Chiarini's Neoscona Orb-Web Spider
- Conservation status: Least Concern (SANBI Red List)

Scientific classification
- Kingdom: Animalia
- Phylum: Arthropoda
- Subphylum: Chelicerata
- Class: Arachnida
- Order: Araneae
- Infraorder: Araneomorphae
- Family: Araneidae
- Genus: Neoscona
- Species: N. chiarinii
- Binomial name: Neoscona chiarinii (Pavesi, 1883)
- Synonyms: Araneus accentuatus Thorell, 1899 ; Araneus potteri Simon, 1901 ; Araneus lapillulus Simon, 1907 ; Araneus mutilatus Caporiacco, 1947 ;

= Neoscona chiarinii =

- Authority: (Pavesi, 1883)
- Conservation status: LC

Species of spider

Neoscona chiarinii is a species of spider in the family Araneidae. It is commonly known as Chiarini's Neoscona orb-web spider and is an endemic species to Africa.

==Distribution==
Neoscona chiarinii is known from eight African countries: Burundi, Cameroon, Democratic Republic of the Congo, Rwanda, Tanzania, Zimbabwe, and Uganda. The species also occurs in South Africa.
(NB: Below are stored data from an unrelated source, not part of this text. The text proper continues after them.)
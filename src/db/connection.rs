//! One-shot connection to the document database.

use std::sync::Arc;
use std::time::Duration;

use arc_swap::ArcSwapOption;
use mongodb::{bson::doc, options::ClientOptions, Client, Database};
use thiserror::Error;
use tokio::task::JoinHandle;

use crate::config::DatabaseConfig;

#[derive(Debug, Error)]
pub enum DatabaseError {
    #[error("invalid connection string: {0}")]
    InvalidUri(#[source] mongodb::error::Error),

    #[error("database unreachable: {0}")]
    Unreachable(#[source] mongodb::error::Error),

    #[error("database connection is not available")]
    Unavailable,
}

/// Process-wide handle to the database client.
///
/// Cloning is cheap; every clone observes the same connection state.
#[derive(Clone)]
pub struct DatabaseHandle {
    client: Arc<ArcSwapOption<Client>>,
    default_database: Arc<str>,
}

impl DatabaseHandle {
    /// An empty handle that falls back to `default_database` when the
    /// connection string names no database.
    pub fn new(default_database: impl Into<Arc<str>>) -> Self {
        Self {
            client: Arc::new(ArcSwapOption::empty()),
            default_database: default_database.into(),
        }
    }

    pub fn is_connected(&self) -> bool {
        self.client.load().is_some()
    }

    pub fn client(&self) -> Option<Client> {
        self.client.load_full().map(|c| Client::clone(&c))
    }

    pub fn require_client(&self) -> Result<Client, DatabaseError> {
        self.client().ok_or(DatabaseError::Unavailable)
    }

    /// The database named by the connection string, or the default one.
    pub fn require_database(&self) -> Result<Database, DatabaseError> {
        let client = self.require_client()?;
        Ok(client
            .default_database()
            .unwrap_or_else(|| client.database(&self.default_database)))
    }

    pub(crate) fn install(&self, client: Client) {
        self.client.store(Some(Arc::new(client)));
    }
}

impl Default for DatabaseHandle {
    fn default() -> Self {
        Self::new(DatabaseConfig::default().default_database)
    }
}

impl std::fmt::Debug for DatabaseHandle {
    fn fmt(&self, f: &mut std::fmt::Formatter<'_>) -> std::fmt::Result {
        f.debug_struct("DatabaseHandle")
            .field("connected", &self.is_connected())
            .field("default_database", &self.default_database)
            .finish()
    }
}

/// Build a client and confirm the server answers a `ping`.
pub async fn connect(config: &DatabaseConfig) -> Result<Client, DatabaseError> {
    let mut options = ClientOptions::parse(config.uri.as_str())
        .await
        .map_err(DatabaseError::InvalidUri)?;

    if let Some(ms) = config.server_selection_timeout_ms {
        options.server_selection_timeout = Some(Duration::from_millis(ms));
    }
    if let Some(name) = &config.app_name {
        options.app_name = Some(name.clone());
    }

    let client = Client::with_options(options).map_err(DatabaseError::InvalidUri)?;
    client
        .database("admin")
        .run_command(doc! { "ping": 1 })
        .await
        .map_err(DatabaseError::Unreachable)?;

    Ok(client)
}

/// Attempt the connection once in the background.
///
/// The outcome is only logged. The returned handle lets callers await the
/// attempt; dropping it detaches the task.
pub fn spawn_connect(config: DatabaseConfig, handle: DatabaseHandle) -> JoinHandle<()> {
    tokio::spawn(async move {
        match connect(&config).await {
            Ok(client) => {
                handle.install(client);
                tracing::info!("Connection established with database");
            }
            Err(e) => {
                tracing::error!(error = %e, "Database connection failed");
            }
        }
    })
}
In South Africa, the species has been recorded from two provinces: KwaZulu-Natal (Tembe Elephant Park) and Mpumalanga (Dullstroom).

==Habitat and ecology==
Neoscona chiarinii are orb-web spiders that make orb-webs at night in vegetation and remove them early in the morning. The species has been sampled from the Grassland and Savanna biomes.

==Description==

Neoscona chiarinii is known from both sexes.

==Conservation==
Neoscona chiarinii is listed as Least Concern by the South African National Biodiversity Institute due to its wide geographical range in Africa. The species is protected in Tembe Elephant Park. There are no known threats to the species.

==Taxonomy==
The species was originally described by Pavesi in 1883 from Ethiopia as Epeira chiarinii. It was revised by Grasshoff in 1986, who synonymized several species including Araneus accentuatus, A. lapillulus, A. mutilatus, and A. potteri.